Telegram-Bot-managerj
WarnAudited by ClawScan on May 10, 2026.
Overview
This is a disclosed local full-drive file server, but it handles a very powerful access token and file-browser UI in ways that could expose local files if misused or exploited.
Only use this if you intentionally want a local file server with access to the configured root. Keep it bound to 127.0.0.1, use a strong token, avoid putting the token in URLs, restrict the root to a small trusted folder, and do not use the web UI on directories that may contain untrusted filenames until the UI escaping issue is fixed.
Findings (6)
Artifact-based informational review of SKILL.md, metadata, install specs, static scan signals, and capability signals. ClawScan does not execute the skill or run runtime probes.
A maliciously named file or folder under a browsed root could potentially take over the local file-browser page and use the same UI/token context to access files.
File and directory names returned by the server are inserted into innerHTML without escaping. On platforms or roots where filenames can contain HTML-special characters, a crafted filename could execute script in the management UI.
tr.innerHTML = `\n <td>${e.isDirectory ? '📁' : '📄'} ${e.name}</td> ... <td>${action}</td>`;Render file names with textContent/createElement instead of innerHTML, escape all attribute values, and avoid browsing untrusted writable directories until this is fixed.
The file-server token can end up in browser history, copied URLs, screenshots, or local request logs, giving anyone who obtains it access to the exposed root while the server is running.
The UI reads the access token from the URL, sends it as a query parameter, and writes it back into browser history. That token protects a server capable of reading and downloading local files.
if (qs.get('token')) tokenEl.value = qs.get('token'); ... if (token) p.set('token', token); ... const res = await fetch(`/list?${q(p, t)}`); ... history.replaceState(null, '', `/?${q(p, t)}`);Prefer the Authorization or x-god-mode-token header, do not place tokens in URLs, and clear any token that may have been saved in browser history.
If you narrow the root to a folder but that folder contains links to sensitive locations, the server may still expose files outside the folder you thought you had limited it to.
Path containment is checked lexically before fs.statSync/createReadStream, which follow symlinks. If the exposed root contains a symlink or junction to another location, the server can read outside the intended root despite the 'safe' path check.

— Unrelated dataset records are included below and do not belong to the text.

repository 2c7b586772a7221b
use auth::TokenIssuer;

use crate::identity::errors::TokenError;
use crate::identity::models::EmailAddress;
use crate::identity::ports::SessionTokenIssuer;

impl SessionTokenIssuer for TokenIssuer {
    fn issue(
        &self,
        subject: &EmailAddress,
        validity: chrono::Duration,
    ) -> Result<String, TokenError> {
        TokenIssuer::issue(self, subject.as_str(), validity)
            .map_err(|e| TokenError::SigningFailed(e.to_string()))
    }
}
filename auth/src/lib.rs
//! Authentication utilities library
//!
//! Provides the building blocks the credential store is assembled from:
//! - Password hashing (Argon2id) with a configurable cost
//! - Session token issuing and checking (HS256 JWT)
//!
//! Storage is deliberately absent; services define their own ports and adapt
//! these implementations behind them.
//!
//! # Examples
//!
//! ## Password Hashing
//! ```
//! use auth::{HashCost, PasswordHasher};
//!
//! let hasher = PasswordHasher::with_cost(HashCost::MINIMUM);
//! let hash = hasher.hash("my_password").unwrap();
//! let is_valid = hasher.verify("my_password", &hash).unwrap();
//! assert!(is_valid);
//! ```
//!
//! ## Session Tokens
//! ```
//! use auth::TokenIssuer;
//! use chrono::Duration;
//!
//! let issuer = TokenIssuer::new(b"secret_key_at_least_32_bytes_long!").unwrap();
//! let token = issuer.issue("alice@example.com", Duration::hours(1)).unwrap();
//! let claims = issuer.verify(&token).unwrap();
//! assert_eq!(claims.sub, "alice@example.com");
//! ```

pub mod issuer;
pub mod jwt;
pub mod password;

// Re-export commonly used items
pub use issuer::issue;
pub use issuer::TokenIssuer;
pub use jwt::Claims;
pub use jwt::JwtError;
pub use jwt::JwtHandler;
pub use password::HashCost;
pub use password::PasswordError;
pub use password::PasswordHasher;
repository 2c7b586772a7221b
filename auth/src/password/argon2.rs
use std::sync::Arc;
use std::sync::OnceLock;

use argon2::password_hash::rand_core::OsRng;
use argon2::password_hash::PasswordHash;
use argon2::password_hash::PasswordHasher as Argon2PasswordHasher;
use argon2::password_hash::PasswordVerifier;
use argon2::password_hash::SaltString;
use argon2::Algorithm;
use argon2::Argon2;
use argon2::Params;
use argon2::Version;

use super::errors::PasswordError;

const DUMMY_PASSWORD: &str = "dummy-password-for-unknown-accounts";

/// Work factor for Argon2id.
///
/// Memory is expressed in KiB. Argon2 requires at least 8 KiB per lane and
/// at least one iteration; anything outside its accepted range is reported
/// as `InvalidCost` when a hash is computed.
#[derive(Debug, Clone, Copy, PartialEq, Eq)]
pub struct HashCost {
    pub memory_kib: u32,
    pub iterations: u32,
    pub parallelism: u32,
}

impl HashCost {
    /// Cheapest cost Argon2 accepts. Only meant for tests.
    pub const MINIMUM: HashCost = HashCost {
        memory_kib: 8,
        iterations: 1,
        parallelism: 1,
    };

    pub fn new(memory_kib: u32, iterations: u32, parallelism: u32) -> Self {
        Self {
            memory_kib,
            iterations,
            parallelism,
        }
    }

    fn params(&self) -> Result<Params, PasswordError> {
        Params::new(self.memory_kib, self.iterations, self.parallelism, None)
            .map_err(|e| PasswordError::InvalidCost(e.to_string()))
    }
}

impl Default for HashCost {
    fn default() -> Self {
        Self {
            memory_kib: Params::DEFAULT_M_COST,
            iterations: Params::DEFAULT_T_COST,
            parallelism: Params::DEFAULT_P_COST,
        }
    }
}

/// Password hashing implementation.
///
/// Provides cryptographic password hashing (internally uses Argon2id).
#[derive(Debug, Clone)]
pub struct PasswordHasher {
    cost: HashCost,
    // Hash of DUMMY_PASSWORD at `cost`, computed on first use and shared by clones.
    dummy_hash: Arc<OnceLock<Option<String>>>,
}

impl PasswordHasher {
    /// Create a new password hasher instance.
    ///
    /// # Returns
    /// PasswordHasher instance configured with Argon2 default cost
    pub fn new() -> Self {
        Self::with_cost(HashCost::default())
    }

    /// Create a password hasher with an explicit work factor.
    ///
    /// The cost is not validated here; an out-of-range cost surfaces as
    /// `InvalidCost` from `hash`.
    pub fn with_cost(cost: HashCost) -> Self {
        Self {
            cost,
            dummy_hash: Arc::new(OnceLock::new()),
        }
    }

    /// Hash a plaintext password securely.
    ///
    /// Uses Argon2id with random salt generation.
    ///
    /// # Arguments
    /// * `password` - Plaintext password to hash
    ///
    /// # Returns
    /// PHC string format hash (includes algorithm, parameters, salt, and hash)
    ///
    /// # Errors
    /// * `InvalidCost` - Configured cost is outside Argon2's accepted range
    /// * `HashingFailed` - Password hashing operation failed
    pub fn hash(&self, password: &str) -> Result<String, PasswordError> {
        let argon2 = Argon2::new(Algorithm::Argon2id, Version::V0x13, self.cost.params()?);
        let salt = SaltString::generate(&mut OsRng);

        argon2
            .hash_password(password.as_bytes(), &salt)
            .map(|hash| hash.to_string())
            .map_err(|e| PasswordError::HashingFailed(e.to_string()))
    }

    /// Verify a password against a stored hash.
    ///
    /// Parameters are read back from the PHC string, so hashes produced with
    /// an older cost keep verifying after the cost is changed. The digest
    /// comparison is constant-time.
    ///
    /// # Arguments
    /// * `password` - Plaintext password to verify
    /// * `hash` - Stored password hash in PHC string format
    ///
    /// # Returns
    /// True if password matches, false otherwise
    ///
    /// # Errors
    /// * `VerificationFailed` - Hash format is invalid or verification failed
    pub fn verify(&self, password: &str, hash: &str) -> Result<bool, PasswordError> {
        let parsed_hash = PasswordHash::new(hash).map_err(|e| {
            PasswordError::VerificationFailed(format!("Invalid password hash: {}", e))
        })?;

        match Argon2::default().verify_password(password.as_bytes(), &parsed_hash) {
            Ok(()) => Ok(true),
            Err(argon2::password_hash::Error::Password) => Ok(false),
            Err(e) => Err(PasswordError::VerificationFailed(e.to_string())),
        }
    }

    /// Spend the same work as a verification without a stored hash.
    ///
    /// Called when no identity exists so that "unknown account" and
    /// "wrong password" take comparable time. Verifies against a dummy hash
    /// made with the configured cost, so the work matches a real verify of
    /// a current hash. The result is discarded.
    pub fn waste_verification(&self, password: &str) {
        if let Some(dummy_hash) = self.dummy_hash() {
            let _ = self.verify(password, dummy_hash);
        }
    }

    fn dummy_hash(&self) -> Option<&str> {
        self.dummy_hash
            .get_or_init(|| self.hash(DUMMY_PASSWORD).ok())
            .as_deref()
    }
}

impl Default for PasswordHasher {
    fn default() -> Self {
        Self::new()
    }
}
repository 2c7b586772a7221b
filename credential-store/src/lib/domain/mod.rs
pub mod identity;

const fullPath = path.resolve(ROOT, requested); const rel = path.relative(ROOT, fullPath); ... const st = fs.statSync(fullPath); ... return fs.createReadStream(filePath).pipe(res);
Resolve real paths after symlink traversal and verify they remain under the configured root, or explicitly reject symlinks/junctions in listed and downloaded paths.
Anyone with local access to the server and the token can browse and download files under the configured root.

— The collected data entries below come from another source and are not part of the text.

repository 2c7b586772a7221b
use chrono::DateTime;
use chrono::Duration;
use chrono::Utc;
use serde::Deserialize;
use serde::Serialize;

use super::errors::JwtError;

/// Session token claims.
///
/// Only the registered claims a session needs: who the token is about and
/// the window in which it is valid.
#[derive(Debug, Clone, Serialize, Deserialize, PartialEq, Eq)]
pub struct Claims {
    /// Subject (the authenticated email)
    pub sub: String,

    /// Issued at (Unix timestamp)
    pub iat: i64,

    /// Expiration time (Unix timestamp)
    pub exp: i64,
}

impl Claims {
    /// Create claims for `subject` valid for `validity` starting at `issued_at`.
    ///
    /// # Errors
    /// * `InvalidDuration` - The expiry falls outside the representable range
    pub fn new(
        subject: impl ToString,
        issued_at: DateTime<Utc>,
        validity: Duration,
    ) -> Result<Self, JwtError> {
        let expires_at = issued_at
            .checked_add_signed(validity)
            .ok_or(JwtError::InvalidDuration(validity.num_seconds()))?;

        Ok(Self {
            sub: subject.to_string(),
            iat: issued_at.timestamp(),
            exp: expires_at.timestamp(),
        })
    }

    /// Check if token is expired.
    pub fn is_expired(&self, current_timestamp: i64) -> bool {
        self.exp < current_timestamp
    }
}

The server is intentionally capable of reading and downloading files from the configured root, which defaults to the Windows C:\ drive. This is purpose-aligned but high impact.
const ROOT = path.resolve(process.env.GOD_MODE_ROOT || 'C:\\'); ... if (route === '/read' ... ) ... if (route === '/download' ... )
Set GOD_MODE_ROOT to the smallest necessary directory, keep GOD_MODE_HOST on 127.0.0.1, use a strong unique token, and stop the server when not needed.
A user relying on the package name or slug could misunderstand what they are installing.
The registry identity suggests a Telegram bot, while the supplied SKILL.md and code identify as 'god-mode-manager' and implement a local high-privilege file server.
Name: Telegram-Bot-managerj ... Slug: telegrambot
Treat this as the God Mode Manager file-server skill, not a Telegram bot, and verify the package identity before installing.
The incomplete provenance and runtime declaration make it harder to verify and prepare the skill safely.
The skill is source-unknown and metadata does not declare Node as a required runtime, even though SKILL.md tells the user to run a Node script.
Source: unknown ... Required binaries (all must exist): none ... No install spec — this is an instruction-only skill.
Review the included source before use, ensure Node is intentionally available, and prefer packages with clear provenance and accurate runtime declarations.